Storing bitcoin in a safe location comes with interesting challenges. This is because bitcoins aren’t physically “stored” anywhere. As a purely digital entity, it is not as if they are held in bank vaults or stuffed under mattresses. They are accessible through Bitcoin addresses, which require a set of digital keys for entry. So, the question of how to securely store bitcoin always comes down to the security of these keys.
Every Bitcoin address has two keys: a “public key” and a “private key.” Bitcoin addresses are derived from public keys, and these Bitcoin addresses are shared. Think of it like sharing your email address with someone: They can send you an email but can’t get into your inbox to read your mail. Similarly, nobody can get into a wallet and take bitcoins from it with a public key; it can only be used to send bitcoins to. Therefore, it is safe to share.
A private key, on the other hand, represents the ability to access bitcoins belonging to a specific Bitcoin address. This is the key that needs to be secured in a safe place.
Before getting deep into the discussion, it is worth noting that people who don’t want to control their private keys don’t have to. While it is strongly advised that Bitcoin users maintain control over their keys, there are alternatives that don’t require this, like Cash App and cryptocurrency exchanges such as Binance. By design, most exchanges have wallets built in to allow for deposits and withdrawals of different assets.
By depositing bitcoin into an exchange’s wallet, a user is essentially handing over the control of their bitcoins to the exchange as well. Doing so comes with a certain amount of risk. Some exchanges have been vulnerable to hacks, while other, less reputable ones, have lost or even stolen user funds.
Keeping your funds on an exchange as a primary storage facility is generally not advised. After all, the principles that led to the creation of Bitcoin itself are based on principles of financial freedom and personal responsibility. Keeping private keys secure in the hands of people who truly own them strikes the same chord as these principles.

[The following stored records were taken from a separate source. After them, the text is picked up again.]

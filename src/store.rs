//! Storage seam consumed by the resolver and writer.
//!
//! Every call made through this trait during one `identify` runs inside the
//! transaction the caller opened; implementations never begin or commit on
//! their own.

use std::collections::BTreeSet;

use crate::db::{ContactMutation, DbContact, DbError, NewContact};

pub trait ContactStore {
    /// Contacts whose email equals `email` or whose phone equals `phone_number`.
    /// An absent argument matches nothing.
    fn find_by_email_or_phone(
        &self,
        email: Option<&str>,
        phone_number: Option<&str>,
    ) -> Result<Vec<DbContact>, DbError>;

    /// Contacts whose `id` or `linked_id` is in `ids`, oldest first.
    fn find_by_ids_or_linked_ids(&self, ids: &BTreeSet<i64>) -> Result<Vec<DbContact>, DbError>;

    fn find_by_id(&self, id: i64) -> Result<Option<DbContact>, DbError>;

    /// Insert a contact, assigning its id and timestamps.
    fn save(&self, contact: &NewContact) -> Result<DbContact, DbError>;

    /// Rewrite precedence, link and `updated_at` for each named contact.
    fn save_all(&self, mutations: &[ContactMutation]) -> Result<(), DbError>;
}
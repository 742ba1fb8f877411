//! Identity service: entry point for identify calls.
//!
//! Owns connection reuse, the one-transaction-per-call boundary and the
//! per-service latency rollups.

use std::ops::Deref;
use std::path::{Path, PathBuf};
use std::time::{Duration, Instant};

use parking_lot::Mutex;

use crate::db::ContactDb;
use crate::error::IdentifyError;
use crate::latency::{CallKind, LatencyRecorder, LatencyRollupsPayload};
use crate::resolver::{ClusterResolver, Resolution};
use crate::response::{build_response, IdentifyResponse};
use crate::types::{Config, IdentifyRequest, Observation};

/// Shared, thread-safe front door for identify calls.
///
/// Each call checks out its own connection, so calls on separate threads
/// only contend on SQLite's write lock.
pub struct IdentityService {
    db_path: PathBuf,
    busy_timeout: Duration,
    max_idle: usize,
    latency: LatencyRecorder,
    idle: Mutex<Vec<ContactDb>>,
}

/// A connection on loan from the service; returned to the idle list on drop.
struct PooledDb<'a> {
    db: Option<ContactDb>,
    service: &'a IdentityService,
}

impl Deref for PooledDb<'_> {
    type Target = ContactDb;

    fn deref(&self) -> &ContactDb {
        // Only `Drop` takes the connection out.
        self.db.as_ref().expect("pooled connection present until drop")
    }
}

impl Drop for PooledDb<'_> {
    fn drop(&mut self) {
        if let Some(db) = self.db.take() {
            self.service.release(db);
        }
    }
}

impl IdentityService {
    /// Open the store named by `config`, running migrations up front so a
    /// broken database fails here rather than on the first call.
    pub fn open(config: &Config) -> Result<Self, IdentifyError> {
        let db_path = match &config.db_path {
            Some(path) => path.clone(),
            None => ContactDb::default_db_path()?,
        };
        let busy_timeout = Duration::from_millis(config.busy_timeout_ms);
        let first = ContactDb::open_at(db_path.clone(), busy_timeout)?;
        log::info!("Contact store ready at {}", db_path.display());

        Ok(Self {
            db_path,
            busy_timeout,
            max_idle: config.max_idle_connections,
            latency: LatencyRecorder::new(config.latency_budget_ms),
            idle: Mutex::new(vec![first]),
        })
    }

    pub fn db_path(&self) -> &Path {
        &self.db_path
    }

    /// Latency and anomaly counts for calls made through this service.
    pub fn latency_rollups(&self) -> LatencyRollupsPayload {
        self.latency.snapshot()
    }

    fn checkout(&self) -> Result<PooledDb<'_>, IdentifyError> {
        let reused = self.idle.lock().pop();
        let db = match reused {
            Some(db) => db,
            None => ContactDb::open_at(self.db_path.clone(), self.busy_timeout)?,
        };
        Ok(PooledDb {
            db: Some(db),
            service: self,
        })
    }

    fn release(&self, db: ContactDb) {
        // A connection still inside a transaction is not safe to hand out again.
        if !db.conn_ref().is_autocommit() {
            log::warn!("Discarding connection left inside a transaction");
            return;
        }
        let mut idle = self.idle.lock();
        if idle.len() < self.max_idle {
            idle.push(db);
        }
    }

    /// Validate a wire request, then identify it.
    pub fn identify_request(
        &self,
        request: IdentifyRequest,
    ) -> Result<IdentifyResponse, IdentifyError> {
        let observation = Observation::try_from(request)?;
        self.identify(&observation)
    }

    /// Resolve one observation: match, merge, record, and return the
    /// cluster view. All writes commit together or not at all.
    pub fn identify(&self, observation: &Observation) -> Result<IdentifyResponse, IdentifyError> {
        let started = Instant::now();
        let result = self.checkout().and_then(|db| {
            db.with_transaction(|tx| {
                ClusterResolver::new(tx)
                    .resolve(observation)
                    .map_err(IdentifyError::from)
            })
        });
        let elapsed_ms = started.elapsed().as_millis();

        let resolution = match result {
            Ok(resolution) => resolution,
            Err(e) => {
                self.latency.record(CallKind::Failed, elapsed_ms, false);
                log::error!("identify failed after {elapsed_ms}ms: {e}");
                return Err(e);
            }
        };
        self.latency.record(
            CallKind::from(&resolution.outcome),
            elapsed_ms,
            resolution.outcome.anomaly,
        );
        log_outcome(&resolution, elapsed_ms);

        Ok(build_response(&resolution.primary, &resolution.contacts))
    }
}

fn log_outcome(resolution: &Resolution, elapsed_ms: u128) {
    let primary_id = resolution.primary.id;
    let outcome = &resolution.outcome;
    if outcome.created_primary {
        log::info!("Created primary contact {primary_id} ({elapsed_ms}ms)");
        return;
    }
    if !outcome.demoted.is_empty() {
        log::info!(
            "Merged former primaries {:?} into {primary_id} ({} row(s) relinked)",
            outcome.demoted,
            outcome.relinked
        );
    }
    if let Some(secondary_id) = outcome.inserted_secondary {
        log::info!("Linked new secondary {secondary_id} to primary {primary_id}");
    }
    if outcome.is_noop() {
        log::debug!("Observation already known to cluster {primary_id} ({elapsed_ms}ms)");
    }
}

Many consider hardware wallets (including the wide variety available on sale in our hardware store) to be the safest way to protect ownership over bitcoins. These wallets, as implied in the name, take the form of a physical device that protects a user’s keys by encrypting all the information, and grant access to the user via a password or seed phrase.
The most important quality of hardware wallets is the physical protection of your private keys, as opposed to protecting them on the computer. This is what makes them more secure than every other type of wallet.
By removing these keys from an internet-connected computer, it is highly unlikely that hackers or a malicious program can steal your private keys. All good hardware wallets generate keys within the wallet to avoid this type of risk.
If you have a copy of your private key on a computer as well as on a piece of paper, the bitcoins associated with the key are only as secure as the weakest link; if the private key is stolen from one location, the access to bitcoins associated with that key are gone in every other instance.If you have a copy of your private key on a computer as well as on a piece of paper, the bitcoins associated with the key are only as secure as the weakest link; if the private key is stolen from one location, the access to bitcoins associated with that key are gone in every other instance.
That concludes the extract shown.